Whatever the company loses because of this was not only completely preventable by constructively engaging DALPA for the year+ they knew this was coming. But they waited til the last second and forced a potential crisis by refusing to negotiate and trying to change the contract by memo and putting us on a perpetual 2 hour fantasy leash that doesn't exist and putting the pilots in the position of putting out the company's self induced helmet fire that they got while counting their money and enjoying their 3 year JV balancing window by getting us to hopefully self gut our own contract.
And now in the 11th hour it appears they are basically saying "that's right, and y'all ain't gonna do jack about it neither".

Gloopy,
Great Post. The company was "hoping" for a different interpretation of 117. Well we know how that goes, "hope" is not a strategy, hell it ain't even a tactic.

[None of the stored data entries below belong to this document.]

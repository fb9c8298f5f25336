// Dotflow
// Copyright (C) 2025 Synerthink

// This program is free software: you can redistribute it and/or modify
// it under the terms of the GNU Affero General Public License as published by
// the Free Software Foundation, either version 3 of the License, or
// (at your option) any later version.

// This program is distributed in the hope that it will be useful,
// but WITHOUT ANY WARRANTY; without even the implied warranty of
// MERCHANTABILITY or FITNESS FOR A PARTICULAR PURPOSE.  See the
// GNU Affero General Public License for more details.

// You should have received a copy of the GNU Affero General Public License
// along with this program.  If not, see <http://www.gnu.org/licenses/>.

use crate::context::WorkspaceContext;
use crate::links::Link;
use dotflow_common::{is_dot_path, path_along, to_slash};

/// Seed entry points for timed propagation.
///
/// A seed is either a workspace path or a dotted operation name. A path
/// seed selects links whose source file lies under it; a dotted seed
/// selects links whose update script is the named operation or one nested
/// below it. Either way the link's source file must exist right now, so a
/// stale cache entry cannot start a propagation.
pub fn seed_indices(ctx: &WorkspaceContext, links: &[Link], seeds: &[String]) -> Vec<usize> {
    let mut seen: Vec<&str> = Vec::new();
    let mut path_seeds: Vec<&str> = Vec::new();
    let mut dot_seeds: Vec<String> = Vec::new();
    for seed in seeds {
        if seen.contains(&seed.as_str()) {
            continue;
        }
        seen.push(seed);
        if is_dot_path(seed) {
            dot_seeds.push(to_slash(seed));
        } else {
            path_seeds.push(seed);
        }
    }

    let mut out = Vec::new();
    for (i, link) in links.iter().enumerate() {
        if !ctx.fs().exists(&ctx.abs(&link.source_file)) {
            continue;
        }
        let by_path = path_seeds.iter().any(|s| path_along(&link.source_file, s));
        let by_op = link.update_script.as_deref().is_some_and(|script| {
            let slash = to_slash(script);
            dot_seeds.iter().any(|s| path_along(&slash, s))
        });
        if by_path || by_op {
            out.push(i);
        }
    }
    out
}

/// Seed entry points for pure reachability: containment in either
/// direction against the propagation column, no existence checks.
pub fn reach_seed_indices<'a>(
    links: &[Link],
    seeds: &[String],
    column: impl Fn(&Link) -> &str,
) -> Vec<usize> {
    links
        .iter()
        .enumerate()
        .filter(|(_, link)| {
            let v = column(link);
            seeds.iter().any(|s| path_along(v, s) || path_along(s, v))
        })
        .map(|(i, _)| i)
        .collect()
}

#[cfg(test)]
mod tests {
    use super::*;
    use crate::context::LayoutConfig;
    use crate::links::LinkKind;
    use tempfile::TempDir;

    fn link(kind: LinkKind, source: &str, source_file: &str, target: &str, script: &str) -> Link {
        Link {
            kind,
            source: source.to_string(),
            source_file: source_file.to_string(),
            target: target.to_string(),
            target_file: target.to_string(),
            update_script: Some(script.to_string()),
            update_script_file: Some("gen.flow".to_string()),
            is_fast: false,
        }
    }

    #[test]
    fn test_path_seed_needs_existing_source() {
        let dir = TempDir::new().unwrap();
        let ctx = WorkspaceContext::new(LayoutConfig::new(dir.path())).unwrap();
        ctx.fs().write(&ctx.abs("src/raw.csv"), b"x").unwrap();
        let links = vec![
            link(LinkKind::DependsOn, "src/raw.csv", "src/raw.csv", "gen.build", "gen.build"),
            link(LinkKind::DependsOn, "src/gone.csv", "src/gone.csv", "gen.build", "gen.build"),
        ];
        assert_eq!(seed_indices(&ctx, &links, &["src".to_string()]), vec![0]);
    }

    #[test]
    fn test_dotted_seed_matches_update_script() {
        let dir = TempDir::new().unwrap();
        let ctx = WorkspaceContext::new(LayoutConfig::new(dir.path())).unwrap();
        ctx.fs().write(&ctx.abs("gen.flow"), b"").unwrap();
        let links = vec![link(LinkKind::CreatedBy, "gen.build", "gen.flow", "out", "gen.build")];
        assert_eq!(seed_indices(&ctx, &links, &["gen.build".to_string()]), vec![0]);
        assert!(seed_indices(&ctx, &links, &["other.op".to_string()]).is_empty());
    }

    #[test]
    fn test_reach_seed_containment_both_ways() {
        let links = vec![
            link(LinkKind::CreatedBy, "gen.build", "gen.flow", "out/a", "gen.build"),
            link(LinkKind::CreatedBy, "gen.build", "gen.flow", "elsewhere", "gen.build"),
        ];
        let by_target = reach_seed_indices(&links, &["out".to_string()], |l| &l.target);
        assert_eq!(by_target, vec![0]);
        let inner = reach_seed_indices(&links, &["out/a/deep.txt".to_string()], |l| &l.target);
        assert_eq!(inner, vec![0]);
    }
}
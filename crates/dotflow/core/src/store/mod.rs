// Dotflow
// Copyright (C) 2025 Synerthink

// This program is free software: you can redistribute it and/or modify
// it under the terms of the GNU Affero General Public License as published by
// the Free Software Foundation, either version 3 of the License, or
// (at your option) any later version.

// This program is distributed in the hope that it will be useful,
// but WITHOUT ANY WARRANTY; without even the implied warranty of
// MERCHANTABILITY or FITNESS FOR A PARTICULAR PURPOSE.  See the
// GNU Affero General Public License for more details.

// You should have received a copy of the GNU Affero General Public License
// along with this program.  If not, see <http://www.gnu.org/licenses/>.

//! Per-script operation stores.
//!
//! Staleness is tracked per operation, not per file: editing one function in
//! a script must not mark the whole script's outputs stale. Each script gets
//! a store holding a structural fingerprint and a modification time for every
//! top-level part, refreshed against the script file on access.

pub mod blob;
pub mod module_store;
pub mod part;

pub use module_store::{ModuleRecord, OperationStore};
pub use part::{DeclaredMeta, Fingerprint, PartKind, StoredPart};
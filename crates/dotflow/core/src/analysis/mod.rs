// Dotflow
// Copyright (C) 2025 Synerthink

// This program is free software: you can redistribute it and/or modify
// it under the terms of the GNU Affero General Public License as published by
// the Free Software Foundation, either version 3 of the License, or
// (at your option) any later version.

// This program is distributed in the hope that it will be useful,
// but WITHOUT ANY WARRANTY; without even the implied warranty of
// MERCHANTABILITY or FITNESS FOR A PARTICULAR PURPOSE.  See the
// GNU Affero General Public License for more details.

// You should have received a copy of the GNU Affero General Public License
// along with this program.  If not, see <http://www.gnu.org/licenses/>.

//! Static analysis of scripts.
//!
//! Two layers: [`collect_uses`] walks a parsed module and records, per
//! scope, which dotted names it mentions and what the imports bind; then
//! [`full_uses`] checks those names against the workspace to decide which
//! script or directory each one actually refers to. The result feeds link
//! extraction, so a function that calls `tools.csv.load` ends up linked to
//! `tools/csv.flow` without declaring anything.

pub mod resolve;
pub mod uses;

pub use resolve::{ResolvedUses, full_uses};
pub use uses::{MODULE_SCOPE, UsesInfo, collect_uses};
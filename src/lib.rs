//! Serverless llama.cpp inference worker.
//!
//! Loads one GGUF checkpoint at startup and turns single "generate text" jobs
//! into results, one at a time.

pub mod config;
pub mod gguf;
pub mod llm;
pub mod server;
pub mod worker;
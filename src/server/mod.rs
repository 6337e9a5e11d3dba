mod routes;
mod server;
mod types;

pub use routes::{health_check, runsync};
pub use server::{ApiServer, AppState};
pub use types::{HealthResponse, RunResponse, STATUS_COMPLETED, STATUS_FAILED};
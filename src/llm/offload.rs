//! GPU layer offload arithmetic.
//!
//! `n_gpu_layers` follows the llama.cpp convention: a count of transformer
//! blocks to place in GPU memory, with -1 meaning all of them. llama.cpp
//! counts the output layer as one extra offloadable layer.

/// Converts the configured count into the value llama.cpp expects.
///
/// Any negative count means "everything"; llama.cpp clamps to the real layer count.
pub fn gpu_layers_param(n_gpu_layers: i32) -> u32 {
    u32::try_from(n_gpu_layers).unwrap_or(u32::MAX)
}

/// Returns `(offloaded, total)` layers for a model with `block_count` blocks.
pub fn offloaded_layers(n_gpu_layers: i32, block_count: u64) -> (u64, u64) {
    let total = block_count + 1;
    let offloaded = match u64::try_from(n_gpu_layers) {
        Ok(requested) => requested.min(total),
        Err(_) => total,
    };
    (offloaded, total)
}

/// Whether the model should be split by layer across several GPUs.
///
/// The llama_cpp bindings accept a split mode but not per-device ratios, so a
/// configured tensor split only selects layer splitting; llama.cpp then
/// distributes layers by free memory.
pub fn split_across_gpus(tensor_split: &[f32]) -> bool {
    !tensor_split.is_empty()
}

#[cfg(test)]
mod tests {
    use super::*;

    #[test]
    fn test_all_layers() {
        assert_eq!(gpu_layers_param(-1), u32::MAX);
        assert_eq!(offloaded_layers(-1, 80), (81, 81));
    }

    #[test]
    fn test_partial_offload() {
        assert_eq!(gpu_layers_param(40), 40);
        assert_eq!(offloaded_layers(40, 80), (40, 81));
        assert_eq!(offloaded_layers(0, 80), (0, 81));
    }

    #[test]
    fn test_request_beyond_model_is_clamped() {
        assert_eq!(offloaded_layers(200, 32), (33, 33));
    }

    #[test]
    fn test_tensor_split_selects_layer_split() {
        assert!(!split_across_gpus(&[]));
        assert!(split_across_gpus(&[0.5, 0.5]));
        assert!(split_across_gpus(&[3.0, 1.0]));
    }
}
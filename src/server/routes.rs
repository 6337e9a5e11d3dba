use axum::{extract::State, http::StatusCode, response::IntoResponse, Json};
use serde_json::json;
use std::sync::atomic::Ordering;
use std::sync::Arc;
use tracing::{error, info};
use uuid::Uuid;

use crate::llm::TextGenerator;
use crate::worker::Job;
use super::server::AppState;
use super::types::{HealthResponse, RunResponse, STATUS_COMPLETED, STATUS_FAILED};

/// Runs one job synchronously and returns its output.
///
/// Jobs queue on the handler lock, so at most one generation runs at a time.
pub async fn runsync<G>(State(state): State<AppState<G>>, Json(mut job): Json<Job>) -> impl IntoResponse
where
    G: TextGenerator + 'static,
{
    let id = job.id.get_or_insert_with(|| Uuid::new_v4().to_string()).clone();
    info!("Runsync endpoint called for job {}", id);

    let guard = Arc::clone(&state.handler).lock_owned().await;
    let model_loaded = Arc::clone(&state.model_loaded);
    let outcome = tokio::task::spawn_blocking(move || {
        let mut handler = guard;
        let result = handler.handle(&job);
        model_loaded.store(handler.is_model_loaded(), Ordering::SeqCst);
        result
    })
    .await;

    match outcome {
        Ok(result) => {
            let status = if result.is_success() { STATUS_COMPLETED } else { STATUS_FAILED };
            let response = RunResponse {
                id,
                status: status.to_string(),
                output: result.to_output(state.output_field),
            };
            (StatusCode::OK, Json(response))
        }
        Err(e) => {
            error!("Job {} did not run to completion: {}", id, e);
            let response = RunResponse {
                id,
                status: STATUS_FAILED.to_string(),
                output: json!({ "error": format!("Job execution failed: {}", e) }),
            };
            (StatusCode::INTERNAL_SERVER_ERROR, Json(response))
        }
    }
}

/// Reports liveness without waiting for a running job.
pub async fn health_check<G>(State(state): State<AppState<G>>) -> Json<HealthResponse>
where
    G: TextGenerator + 'static,
{
    let response = HealthResponse {
        status: "ok".to_string(),
        busy: state.handler.try_lock().is_err(),
        model_loaded: state.model_loaded.load(Ordering::SeqCst),
    };
    Json(response)
}
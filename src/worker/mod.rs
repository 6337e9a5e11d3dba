//! Job intake: the records exchanged with the serverless runtime and the
//! handler that runs them against the loaded model.

mod handler;
mod job;

pub use handler::{JobHandler, Reloader, MODEL_UNAVAILABLE, NO_PROMPT};
pub use job::{Job, JobInput, JobResult, StopSequences};
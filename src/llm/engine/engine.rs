use llama_cpp::{LlamaModel, LlamaParams, SplitMode};
use tracing::{info, warn};
use crate::config::ModelSettings;
use crate::llm::generator::{GenerateError, SamplingParams, TextGenerator};
use crate::llm::offload::{gpu_layers_param, split_across_gpus};
use crate::llm::session::{self, SessionSettings};

/// A GGUF checkpoint loaded into llama.cpp.
///
/// The model weights are loaded once; every `generate` call opens a fresh
/// session on top of them so jobs never see each other's context.
pub struct LlamaGenerator {
    model: LlamaModel,
    session: SessionSettings,
}

impl LlamaGenerator {
    /// Loads the checkpoint at `settings.path` with the configured GPU placement.
    pub fn load(settings: &ModelSettings) -> Result<Self, GenerateError> {
        let n_gpu_layers = gpu_layers_param(settings.n_gpu_layers);
        let split_mode = if split_across_gpus(&settings.tensor_split) {
            warn!(
                tensor_split = ?settings.tensor_split,
                "Per-GPU split ratios are not supported by the llama_cpp bindings; splitting layers across all GPUs"
            );
            SplitMode::Layer
        } else {
            SplitMode::None
        };
        let llama_params = LlamaParams {
            n_gpu_layers,
            split_mode,
            main_gpu: settings.main_gpu,
            use_mmap: settings.use_mmap,
            use_mlock: settings.use_mlock,
            ..Default::default()
        };
        info!(
            n_gpu_layers = settings.n_gpu_layers,
            main_gpu = settings.main_gpu,
            split_layers = split_across_gpus(&settings.tensor_split),
            use_mmap = settings.use_mmap,
            use_mlock = settings.use_mlock,
            "Loading model via llama_cpp: {}",
            settings.path.display()
        );

        let model = LlamaModel::load_from_file(&settings.path, llama_params)
            .map_err(|e| format!("Failed to load model with llama_cpp: {}", e))?;

        Ok(Self {
            model,
            session: SessionSettings::from(settings),
        })
    }
}

impl TextGenerator for LlamaGenerator {
    fn generate(&mut self, prompt: &str, params: &SamplingParams) -> Result<String, GenerateError> {
        session::complete(&self.model, &self.session, prompt, params)
    }
}
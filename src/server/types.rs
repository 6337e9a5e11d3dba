use serde::{Deserialize, Serialize};
use serde_json::Value;

/// Status of a job that ran to completion and produced a result
pub const STATUS_COMPLETED: &str = "COMPLETED";
/// Status of a job whose result is an error
pub const STATUS_FAILED: &str = "FAILED";

/// Response for `/runsync`, shaped like the hosted runtime's sync endpoint
#[derive(Debug, Serialize, Deserialize)]
pub struct RunResponse {
    pub id: String,
    pub status: String,
    pub output: Value,
}

/// Response for `/health`
#[derive(Debug, Serialize, Deserialize)]
pub struct HealthResponse {
    pub status: String,
    /// A job currently holds the model
    pub busy: bool,
    pub model_loaded: bool,
}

The one thing that I think some are missing is that some Pilots are saying even with 19 hours for long call they are not required to acknowledge until 3 hours of report. While this is our contractual obligation it is a means to an end - the means to not be on a short leash on long call. And besides 3 hours does not work with 117.
Is this our (Pilots) problem - No it is the companies problem, but if anyone thinks we (DALPA) will win a grievance when a pilot is given 19 hours notice for long call and waits until 3 hours prior to acknowledge they are crazy.
Before 117 we had a 9 hour window which was applied via the "NLT 3 hours to report" verbiage.
It is quite reasonable to replace the "NLT 3 hours until report" verbiage with "within 9 hours."
Now before I am tar and feathered I think SDs memo was total BS.
Management fiat does not cut it - we have an agreed to contract. If they want to change it they better start bargaining, but until then the company will have to suck it up and assign long call trips further out - too bad they should have planned better. They will need to carry more reserves because they will need to rely more heavily on short-calls and even green-slips. Short notice IAs in my opinion will no longer be legal. The company wants 117 to be neutral manning wise - well apparently it may require us to hire more Pilots.
I still think, and hope, the union and the company will come to an agreement and in my opinion the agreement should benefit the Pilot group with a longer long-call leash.